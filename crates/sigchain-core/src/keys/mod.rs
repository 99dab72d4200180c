//! The static key directory for a user.
//!
//! A [`KeyFamily`] is the server-provided directory of every key a user
//! has ever advertised, keyed by kid. It says nothing about which keys
//! are currently live; that judgement is produced by replaying the chain
//! into [`ComputedKeyInfos`](crate::keys::cki::ComputedKeyInfos).

pub mod cki;

use std::collections::BTreeMap;

use ed25519_dalek::VerifyingKey;
use serde::{Deserialize, Serialize};
use thiserror::Error;

use crate::types::{Fingerprint, Fokid, Kid};

/// Byte width of an Ed25519 verifying key.
pub const PUBLIC_KEY_LEN: usize = 32;

/// Errors raised by the key directory and by chain replay into computed
/// key infos.
#[derive(Debug, Error, Clone, PartialEq, Eq)]
pub enum KeyFamilyError {
    /// A replay mutator other than the eldest installer was called first,
    /// or an eldest installer was called twice.
    #[error("first link of a subchain must install the eldest key")]
    NonEldestFirst,

    /// An eldest link that names no key id cannot seed a computed key
    /// family.
    #[error("eldest link does not name a key id")]
    MissingEldestKid,

    /// A delegation named a signing kid that is not live at this point in
    /// replay.
    #[error("delegation signer is not a live key: {kid}")]
    DelegateUnknownSigner {
        /// The unknown or retired signing kid.
        kid: Kid,
    },

    /// A revocation named a kid or sig id never seen in this replay.
    #[error("revocation target unknown: {target}")]
    RevokeUnknown {
        /// Text form of the unknown target.
        target: String,
    },

    /// A device update referenced a device that is neither present nor
    /// introduced by the updating link.
    #[error("unknown device: {device_id}")]
    UnknownDevice {
        /// The unresolved device id.
        device_id: String,
    },

    /// A kid was not found in the key family.
    #[error("kid not in key family: {kid}")]
    UnknownKid {
        /// The missing kid.
        kid: Kid,
    },

    /// Stored key material failed to parse as an Ed25519 point.
    #[error("invalid key bytes for {kid}: {reason}")]
    InvalidKeyBytes {
        /// The offending kid.
        kid: Kid,
        /// Parse failure description.
        reason: String,
    },
}

/// One server-advertised key record.
#[derive(Debug, Clone, PartialEq, Eq, Serialize, Deserialize)]
pub struct ServerKey {
    /// Key identifier.
    pub kid: Kid,

    /// Raw Ed25519 verifying-key bytes.
    pub key_bytes: [u8; PUBLIC_KEY_LEN],

    /// Optional PGP fingerprint for cross-algorithm equivalence.
    #[serde(default, skip_serializing_if = "Option::is_none")]
    pub fingerprint: Option<Fingerprint>,
}

impl ServerKey {
    /// Parses the stored bytes into a verifying key.
    ///
    /// # Errors
    ///
    /// Returns [`KeyFamilyError::InvalidKeyBytes`] when the bytes are not
    /// a valid curve point.
    pub fn verifying_key(&self) -> Result<VerifyingKey, KeyFamilyError> {
        VerifyingKey::from_bytes(&self.key_bytes).map_err(|e| KeyFamilyError::InvalidKeyBytes {
            kid: self.kid.clone(),
            reason: e.to_string(),
        })
    }

    /// The fokid view of this record.
    #[must_use]
    pub fn fokid(&self) -> Fokid {
        Fokid {
            fingerprint: self.fingerprint,
            kid: Some(self.kid.clone()),
        }
    }
}

/// The static kid-to-key directory for one user.
#[derive(Debug, Clone, Default, PartialEq, Eq, Serialize, Deserialize)]
pub struct KeyFamily {
    keys: BTreeMap<Kid, ServerKey>,
    eldest: Option<Kid>,
}

impl KeyFamily {
    /// Creates an empty family.
    #[must_use]
    pub fn new() -> Self {
        Self::default()
    }

    /// Inserts or replaces a key record.
    pub fn insert(&mut self, key: ServerKey) {
        self.keys.insert(key.kid.clone(), key);
    }

    /// Marks the directory's eldest kid.
    pub fn set_eldest(&mut self, kid: Kid) {
        self.eldest = Some(kid);
    }

    /// The directory's eldest kid, if any.
    #[must_use]
    pub fn eldest_kid(&self) -> Option<&Kid> {
        self.eldest.as_ref()
    }

    /// Looks up a key record.
    #[must_use]
    pub fn get(&self, kid: &Kid) -> Option<&ServerKey> {
        self.keys.get(kid)
    }

    /// Looks up a key record, failing closed.
    ///
    /// # Errors
    ///
    /// Returns [`KeyFamilyError::UnknownKid`] when absent.
    pub fn require(&self, kid: &Kid) -> Result<&ServerKey, KeyFamilyError> {
        self.keys
            .get(kid)
            .ok_or_else(|| KeyFamilyError::UnknownKid { kid: kid.clone() })
    }

    /// The fokid for a kid, when the directory knows it.
    #[must_use]
    pub fn fokid_for(&self, kid: &Kid) -> Option<Fokid> {
        self.keys.get(kid).map(ServerKey::fokid)
    }

    /// Number of records.
    #[must_use]
    pub fn len(&self) -> usize {
        self.keys.len()
    }

    /// Whether the directory is empty.
    #[must_use]
    pub fn is_empty(&self) -> bool {
        self.keys.is_empty()
    }
}

/// A key family paired with the replay result for it.
///
/// The loader owns one of these; `cki` is populated by
/// [`SigChain::verify_sigs_and_compute_keys`](crate::chain::SigChain::verify_sigs_and_compute_keys).
#[derive(Debug, Clone, Default)]
pub struct ComputedKeyFamily {
    /// The static directory, when the caller supplied one.
    pub kf: Option<std::sync::Arc<KeyFamily>>,

    /// The computed view, once replay has run.
    pub cki: Option<std::sync::Arc<cki::ComputedKeyInfos>>,
}
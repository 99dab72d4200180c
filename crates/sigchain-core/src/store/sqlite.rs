//! `SQLite`-backed implementation of [`LocalStore`].
//!
//! Uses WAL mode for concurrent reads while a load persists links.
//! Mutex poisoning indicates a panic in another thread, which is
//! unrecoverable.

#![allow(clippy::missing_panics_doc)]

use std::path::Path;
use std::sync::{Arc, Mutex};
use std::time::{SystemTime, UNIX_EPOCH};

use rusqlite::{params, Connection, OpenFlags, OptionalExtension};
use tokio_util::sync::CancellationToken;

use super::{DbKey, LocalStore, StoreError};

/// Schema SQL embedded at compile time.
const SCHEMA_SQL: &str = include_str!("schema.sql");

/// The default `SQLite`-backed store.
pub struct SqliteStore {
    conn: Arc<Mutex<Connection>>,
}

impl SqliteStore {
    /// Opens or creates a store at the specified path.
    ///
    /// # Errors
    ///
    /// Returns an error if the database cannot be opened or initialized.
    pub fn open(path: impl AsRef<Path>) -> Result<Self, StoreError> {
        let conn = Connection::open_with_flags(
            path.as_ref(),
            OpenFlags::SQLITE_OPEN_READ_WRITE
                | OpenFlags::SQLITE_OPEN_CREATE
                | OpenFlags::SQLITE_OPEN_NO_MUTEX,
        )?;
        Self::initialize_connection(&conn)?;
        Ok(Self {
            conn: Arc::new(Mutex::new(conn)),
        })
    }

    /// Creates an in-memory store for testing.
    ///
    /// # Errors
    ///
    /// Returns an error if the database cannot be initialized.
    pub fn in_memory() -> Result<Self, StoreError> {
        let conn = Connection::open_in_memory()?;
        Self::initialize_connection(&conn)?;
        Ok(Self {
            conn: Arc::new(Mutex::new(conn)),
        })
    }

    fn initialize_connection(conn: &Connection) -> Result<(), StoreError> {
        conn.execute_batch(SCHEMA_SQL)?;
        Ok(())
    }

    fn now_ns() -> i64 {
        SystemTime::now()
            .duration_since(UNIX_EPOCH)
            .map(|d| i64::try_from(d.as_nanos()).unwrap_or(i64::MAX))
            .unwrap_or(0)
    }
}

impl LocalStore for SqliteStore {
    fn get(&self, cancel: &CancellationToken, key: &DbKey) -> Result<Option<Vec<u8>>, StoreError> {
        if cancel.is_cancelled() {
            return Err(StoreError::Cancelled);
        }
        let conn = self.conn.lock().expect("store mutex poisoned");
        let value = conn
            .query_row(
                "SELECT value FROM kv WHERE tbl = ?1 AND key = ?2",
                params![key.table.tag(), key.key],
                |row| row.get::<_, Vec<u8>>(0),
            )
            .optional()?;
        Ok(value)
    }

    fn put(&self, cancel: &CancellationToken, key: &DbKey, value: &[u8]) -> Result<(), StoreError> {
        if cancel.is_cancelled() {
            return Err(StoreError::Cancelled);
        }
        let conn = self.conn.lock().expect("store mutex poisoned");
        conn.execute(
            "INSERT INTO kv (tbl, key, value, updated_at_ns) VALUES (?1, ?2, ?3, ?4)
             ON CONFLICT (tbl, key) DO UPDATE
                SET value = excluded.value, updated_at_ns = excluded.updated_at_ns",
            params![key.table.tag(), key.key, value, Self::now_ns()],
        )?;
        Ok(())
    }
}
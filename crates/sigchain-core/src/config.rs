//! Chain-loading configuration knobs.

use std::path::PathBuf;

use serde::{Deserialize, Serialize};

/// Configuration for chain loading and persistence.
#[derive(Debug, Clone, Serialize, Deserialize)]
pub struct ChainConfig {
    /// How long a locally committed tail suppresses server tail reads,
    /// in seconds. The server lags slightly behind a client's own
    /// writes; within this window the local overlay wins.
    #[serde(default = "default_server_update_lag_secs")]
    pub server_update_lag_secs: u64,

    /// Base URL of the remote API.
    #[serde(default = "default_api_base_url")]
    pub api_base_url: String,

    /// HTTP connect timeout in seconds.
    #[serde(default = "default_connect_timeout_secs")]
    pub connect_timeout_secs: u64,

    /// HTTP request timeout in seconds.
    #[serde(default = "default_request_timeout_secs")]
    pub request_timeout_secs: u64,

    /// Path to the chain database; `None` selects an in-memory store.
    #[serde(default)]
    pub db_path: Option<PathBuf>,
}

const fn default_server_update_lag_secs() -> u64 {
    60
}

fn default_api_base_url() -> String {
    "http://127.0.0.1:3000".to_string()
}

const fn default_connect_timeout_secs() -> u64 {
    15
}

const fn default_request_timeout_secs() -> u64 {
    60
}

impl Default for ChainConfig {
    fn default() -> Self {
        Self {
            server_update_lag_secs: default_server_update_lag_secs(),
            api_base_url: default_api_base_url(),
            connect_timeout_secs: default_connect_timeout_secs(),
            request_timeout_secs: default_request_timeout_secs(),
            db_path: None,
        }
    }
}

impl ChainConfig {
    /// The overlay-suppression window as a duration.
    #[must_use]
    pub fn server_update_lag(&self) -> chrono::Duration {
        chrono::Duration::seconds(i64::try_from(self.server_update_lag_secs).unwrap_or(i64::MAX))
    }
}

(Exercise directions): Lines of the listing above that include the string "LocalStore" should each be copied.

(Your solution):
//! `SQLite`-backed implementation of [`LocalStore`].
use super::{DbKey, LocalStore, StoreError};
impl LocalStore for SqliteStore {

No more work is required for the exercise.